When last I wrote I was in a fast food joint in Banff, rushing to get my column finished so I could join my family back at my younger sister’s new condo. She and her partner were up, making breakfast. My older sister, Celeste, was sitting on the floor in the living room, surrounded by unpacked boxes. My nephew was asleep, somewhere. My brother would be by after work.
“I’ve decided to get a hotel room for us tonight!” Celeste announced.
“But it’s your birthday-we’re supposed to buy you things!”
“A woman at work told me about a tradition in her culture where on your birthday you buy your family gifts and I’m making that my tradition, so tonight we’re staying at a hotel!”
A hotel in Banff is not cheap, in any season. But my younger sister started looking around on the net and found a deal at The Moose, which was a place my brother helped construct from the ground up. So, when we finally hauled our bags over and headed to the rooftop, he’d stop every few paces and gawk at the finished building, marvelling at the ways the simple shapes of foundation shifted into various elegant designs. We stayed til dark soaking in the Jacuzzi surrounded by mountains bathed in aspen glow, then returned to the room to eat curry and drink Okanagan wine.

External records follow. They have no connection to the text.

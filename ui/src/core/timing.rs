//! Async sleep that works on every launch target. The carousel timer and
//! the search-input focus delay both go through here.

#[cfg(target_arch = "wasm32")]
pub async fn sleep_ms(ms: u64) {
    gloo_timers::future::TimeoutFuture::new(ms as u32).await;
}

#[cfg(not(target_arch = "wasm32"))]
pub async fn sleep_ms(ms: u64) {
    tokio::time::sleep(std::time::Duration::from_millis(ms)).await;
}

Thrown together for one brief moment, we made the best of it by all talking at once. There’s always the sibling tendency to speak louder, correct perceptions or versions of stories, speculate on the lives of those absent, re-affirm and scale-down on big dreams and plans. Being that it was my sister’s 60th, it was also a sober reminder that we are, as a family unit, leaving the decade of our 50s and now occupying the ‘sage’ 60s. All six of us.

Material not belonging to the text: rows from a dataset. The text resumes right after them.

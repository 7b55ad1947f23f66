use std::collections::{BTreeSet, HashSet};

/// Translation completeness test.
/// Ensures every non‑fallback locale provides *at least* the keys present
/// in the fallback (en-US) `chic44-ui.ftl`.
///
/// This is a lightweight parser:
/// - Ignores comment lines starting with `#`
/// - Treats any line of the form `key =` or `key=` as a message definition
/// - Skips blank / attribute / continuation lines
/// - Does not attempt to parse multi-line pattern bodies (only keys)
///
/// If you add a new locale:
/// 1. Create `ui/i18n/<locale>/chic44-ui.ftl`
/// 2. Copy all keys from `en-US/chic44-ui.ftl`
/// 3. Run `cargo test -p chic44-ui` to confirm completeness.
#[test]
fn all_locales_have_all_fallback_keys() {
    // Embed the FTL sources at compile time.
    // (If you add a new locale, register it here.)
    const EN_US: &str = include_str!("../i18n/en-US/chic44-ui.ftl");
    const ES_CO: &str = include_str!("../i18n/es-CO/chic44-ui.ftl");

    let fallback_keys = extract_keys(EN_US);

    // Ensure fallback itself has no duplicates and at least one key.
    assert!(
        !fallback_keys.is_empty(),
        "Fallback (en-US) contains no keys."
    );
    assert_no_dup_keys(EN_US, "en-US");

    let locales: &[(&str, &str)] = &[
        ("es-CO", ES_CO),
        // Add new locales here.
    ];

    let mut failures = Vec::new();

    for (locale, src) in locales {
        assert_no_dup_keys(src, locale);

        let keys = extract_keys(src);
        let mut missing: BTreeSet<String> = BTreeSet::new();

        for k in &fallback_keys {
            if !keys.contains(k) {
                missing.insert(k.clone());
            }
        }

        if !missing.is_empty() {
            failures.push(format!(
                "Locale {locale} is missing {} key(s):\n  {}",
                missing.len(),
                missing.into_iter().collect::<Vec<_>>().join("\n  ")
            ));
        }
    }

    if !failures.is_empty() {
        panic!(
            "Translation completeness check failed:\n\n{}\n\nHint: copy the missing keys from en-US, then translate.",
            failures.join("\n\n")
        );
    }
}

/// Extract message keys from a Fluent file (simple heuristic).
fn extract_keys(src: &str) -> HashSet<String> {
    let mut keys = HashSet::new();

    for line in src.lines() {
        let line = line.trim();
        if line.is_empty() || line.starts_with('#') {
            continue;
        }
        // Skip attribute or continuation lines (start with '.' or indent).
        if line.starts_with('.') {
            continue;
        }
        // Basic pattern: key [space]* '='
        if let Some(eq_pos) = line.find('=') {
            let (left, _right) = line.split_at(eq_pos);
            let key = left.trim();
            if !key.is_empty()
                && !key.contains(' ')
                && !key.contains('\t')
                && !key.starts_with('[')
                && !key.starts_with('@')
            {
                keys.insert(key.to_string());
            }
        }
    }

    keys
}

/// Assert no duplicate key definitions in a single FTL file (rudimentary).
fn assert_no_dup_keys(src: &str, locale: &str) {
    let mut seen = HashSet::new();
    let mut dups = BTreeSet::new();

    for line in src.lines() {
        let raw = line;
        let line = line.trim();
        if line.is_empty() || line.starts_with('#') || line.starts_with('.') {
            continue;
        }
        if let Some(eq_pos) = line.find('=') {
            let key = line[..eq_pos].trim();
            if !key.is_empty()
                && !key.contains(' ')
                && !key.contains('\t')
                && !key.starts_with('[')
                && !key.starts_with('@')
            {
                if !seen.insert(key.to_string()) {
                    dups.insert(format!("{key}  (line: \"{raw}\")"));
                }
            }
        }
    }

    if !dups.is_empty() {
        panic!(
            "Duplicate key definitions in {locale}:\n  {}",
            dups.into_iter().collect::<Vec<_>>().join("\n  ")
        );
    }
}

And then of course, thoughts turned to Mom – she would have loved this! – and talk turned to Dad. While in Kelowna I went to mass with him. Fr. Pat, the parish priest, was in his usual form. When a small whining child insisted he should be able to have a communion wafer like everyone else, Pat piped up: “Ok. Kid, c’mon up, you can have one. But you’re not gonna like it. It doesn’t taste like chocolate.” After mass there’s coffee in the hall – a parishioner’s version of coffee row, but without the cussing. It’s as important as mass to me, a chance catch up on the lives of my parents’ friends who became pals of my own. They showed care and friendship when I landed, exhausted, washed up on the shore of home, five years ago.

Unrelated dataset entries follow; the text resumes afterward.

#[component]
fn SearchOverlay(
    shell: Signal<ShellState>,
    query: Signal<String>,
    on_category_select: EventHandler<Category>,
    on_product_select: EventHandler<Product>,
) -> Element {
    let lang_ctx: Option<Signal<String>> = try_use_context::<Signal<String>>();
    let lang = lang_ctx
        .as_ref()
        .map(|c| c())
        .unwrap_or_else(|| i18n::DEFAULT_LANGUAGE.to_string());

    // Recomputed synchronously on every keystroke (and on language
    // change); the index and catalog are small enough to skip debouncing.
    let results = use_memo(move || {
        let _lang = lang_ctx.as_ref().map(|c| c());
        search::search(&query(), catalog::products())
    });

    let mut query = query;
    let mut shell = shell;
    let res = results();
    let open = shell().is_search_open();
    let overlay_class = if open {
        "search-overlay search-overlay--open"
    } else {
        "search-overlay"
    };
    let query_text = query();
    let active = query_text.trim().chars().count() > 1;

    rsx! {
        div {
            class: "{overlay_class}",
            onclick: move |_| shell.with_mut(|s| s.close_search()),
            div { class: "search-overlay__sheet", onclick: move |evt| evt.stop_propagation(),
                form {
                    class: "search-overlay__form",
                    onsubmit: move |evt| evt.prevent_default(),
                    {icons::search("search-overlay__icon")}
                    input {
                        id: "search-input",
                        class: "search-overlay__input",
                        r#type: "text",
                        autocomplete: "off",
                        placeholder: t!("search-placeholder"),
                        value: "{query_text}",
                        oninput: move |evt| query.set(evt.value()),
                        onkeydown: move |evt| {
                            if evt.key() == Key::Escape {
                                shell.with_mut(|s| s.close_search());
                            }
                        },
                    }
                    button {
                        r#type: "button",
                        class: "search-overlay__close",
                        aria_label: t!("close-search-aria-label"),
                        onclick: move |_| shell.with_mut(|s| s.close_search()),
                        {icons::close("header__icon")}
                    }
                }

                if active {
                    div { class: "search-overlay__results",
                        if res.is_empty() {
                            p { class: "search-overlay__empty",
                                {t!("search-no-results", query = query_text.as_str())}
                            }
                        } else {
                            div { class: "search-overlay__grid",
                                if !res.categories.is_empty() {
                                    div { class: "search-overlay__group",
                                        h3 { class: "search-overlay__heading",
                                            {t!("search-suggested-categories")}
                                        }
                                        ul { class: "search-overlay__categories",
                                            for hit in res.categories.iter() {
                                                li { key: "{hit.label}",
                                                    a {
                                                        href: "#",
                                                        class: "search-overlay__category",
                                                        onclick: {
                                                            let category = hit.category;
                                                            move |evt: MouseEvent| {
                                                                evt.prevent_default();
                                                                on_category_select.call(category);
                                                                shell.with_mut(|s| s.close_search());
                                                                query.set(String::new());
                                                            }
                                                        },
                                                        "{hit.label}"
                                                    }
                                                }
                                            }
                                        }
                                    }
                                }
                                if !res.products.is_empty() {
                                    div { class: "search-overlay__group search-overlay__group--products",
                                        h3 { class: "search-overlay__heading",
                                            {t!("search-suggested-products")}
                                        }
                                        div { class: "search-overlay__products",
                                            for product in res.products.iter() {
                                                a {
                                                    key: "{product.id}",
                                                    href: "#",
                                                    class: "search-overlay__product",
                                                    onclick: {
                                                        let product = product.clone();
                                                        move |evt: MouseEvent| {
                                                            evt.prevent_default();
                                                            on_product_select.call(product.clone());
                                                            shell.with_mut(|s| s.close_search());
                                                            query.set(String::new());
                                                        }
                                                    },
                                                    img {
                                                        class: "search-overlay__product-image",
                                                        src: "{primary_image(product)}",
                                                        alt: i18n::tr(&product.name_key),
                                                    }
                                                    div {
                                                        p { class: "search-overlay__product-name",
                                                            {i18n::tr(&product.name_key)}
                                                        }
                                                        p { class: "search-overlay__product-price",
                                                            {format::format_price(product.price, &lang)}
                                                        }
                                                    }
                                                }
                                            }
                                        }
                                    }
                                }
                            }
                        }
                    }
                }
            }
        }
    }
}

Somehow we got on to the topic of Latin masses and, as usual, the table was split between those who missed its beauty and mystery and those who were glad to see it go. It reminded Dad of a story about his own Latin classes back when he was a teen at school in Gravelbourg:
He had a hockey game he wanted to go to but he also had a Latin assignment due the next day. So he decided to tell Fr. Stockard, his advisor, about his dilemma. He went to his office and knocked on is door and said: “Father, can I talk to you about something, I have a problem”.
“Come in, come in Harold, how can I help you?” he responded with great concern.
“No, no. It’s not that kind of problem.”
“Well, what is it?”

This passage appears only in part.